> What is being asked:
Write each of the records out again exactly.

> Given data:
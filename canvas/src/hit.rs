//! Hit-testing and object footprints.

#[cfg(test)]
#[path = "hit_test.rs"]
mod hit_test;

use crate::consts::{EMBROIDERY_FONT_SIZE, FALLBACK_FOOTPRINT};
use crate::doc::{CanvasObject, ObjectId, ObjectKind, ObjectStore};
use crate::geom::{Point, Size};

/// Approximate glyph advance as a fraction of font size, for embroidery text
/// whose rendered width is not known to the core.
const GLYPH_ADVANCE_FRAC: f64 = 0.6;

/// On-canvas box of an object before rotation, centered on `(x, y)`.
///
/// Image objects use their decoded size times scale and fall back to a fixed
/// square until the image reports its size. Embroidery is estimated from its
/// character count.
#[must_use]
pub fn footprint(obj: &CanvasObject) -> Size {
    if let Some(size) = obj.scaled_size() {
        return size;
    }
    match &obj.kind {
        ObjectKind::Embroidery(style) => {
            #[allow(clippy::cast_precision_loss)]
            let chars = style.char_count().max(1) as f64;
            Size::new(
                chars * EMBROIDERY_FONT_SIZE * GLYPH_ADVANCE_FRAC * obj.scale_x.abs(),
                EMBROIDERY_FONT_SIZE * obj.scale_y.abs(),
            )
        }
        ObjectKind::Letter(_) | ObjectKind::Patch(_) | ObjectKind::Vinyl(_) => Size::new(
            FALLBACK_FOOTPRINT * obj.scale_x.abs(),
            FALLBACK_FOOTPRINT * obj.scale_y.abs(),
        ),
    }
}

/// Whether `pt` falls inside the object's rotated footprint.
#[must_use]
pub fn contains(obj: &CanvasObject, pt: Point) -> bool {
    let size = footprint(obj);
    // Rotate the point into the object's local frame.
    let (sin, cos) = (-obj.rotation.to_radians()).sin_cos();
    let dx = pt.x - obj.x;
    let dy = pt.y - obj.y;
    let lx = dx * cos - dy * sin;
    let ly = dx * sin + dy * cos;
    lx.abs() <= size.width / 2.0 && ly.abs() <= size.height / 2.0
}

/// The topmost object under `pt`. Later objects draw above earlier ones.
#[must_use]
pub fn hit_test(pt: Point, doc: &ObjectStore) -> Option<ObjectId> {
    doc.objects().iter().rev().find(|o| contains(o, pt)).map(|o| o.id)
}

> Response:
filename canvas/src/hit.rs
//! Hit-testing and object footprints.

#[cfg(test)]
#[path = "hit_test.rs"]
mod hit_test;

use crate::consts::{EMBROIDERY_FONT_SIZE, FALLBACK_FOOTPRINT};
use crate::doc::{CanvasObject, ObjectId, ObjectKind, ObjectStore};
use crate::geom::{Point, Size};

/// Approximate glyph advance as a fraction of font size, for embroidery text
/// whose rendered width is not known to the core.
const GLYPH_ADVANCE_FRAC: f64 = 0.6;

/// On-canvas box of an object before rotation, centered on `(x, y)`.
///
/// Image objects use their decoded size times scale and fall back to a fixed
/// square until the image reports its size. Embroidery is estimated from its
/// character count.
#[must_use]
pub fn footprint(obj: &CanvasObject) -> Size {
    if let Some(size) = obj.scaled_size() {
        return size;
    }
    match &obj.kind {
        ObjectKind::Embroidery(style) => {
            #[allow(clippy::cast_precision_loss)]
            let chars = style.char_count().max(1) as f64;
            Size::new(
                chars * EMBROIDERY_FONT_SIZE * GLYPH_ADVANCE_FRAC * obj.scale_x.abs(),
                EMBROIDERY_FONT_SIZE * obj.scale_y.abs(),
            )
        }
        ObjectKind::Letter(_) | ObjectKind::Patch(_) | ObjectKind::Vinyl(_) => Size::new(
            FALLBACK_FOOTPRINT * obj.scale_x.abs(),
            FALLBACK_FOOTPRINT * obj.scale_y.abs(),
        ),
    }
}

/// Whether `pt` falls inside the object's rotated footprint.
#[must_use]
pub fn contains(obj: &CanvasObject, pt: Point) -> bool {
    let size = footprint(obj);
    // Rotate the point into the object's local frame.
    let (sin, cos) = (-obj.rotation.to_radians()).sin_cos();
    let dx = pt.x - obj.x;
    let dy = pt.y - obj.y;
    let lx = dx * cos - dy * sin;
    let ly = dx * sin + dy * cos;
    lx.abs() <= size.width / 2.0 && ly.abs() <= size.height / 2.0
}

/// The topmost object under `pt`. Later objects draw above earlier ones.
#[must_use]
pub fn hit_test(pt: Point, doc: &ObjectStore) -> Option<ObjectId> {
    doc.objects().iter().rev().find(|o| contains(o, pt)).map(|o| o.id)
}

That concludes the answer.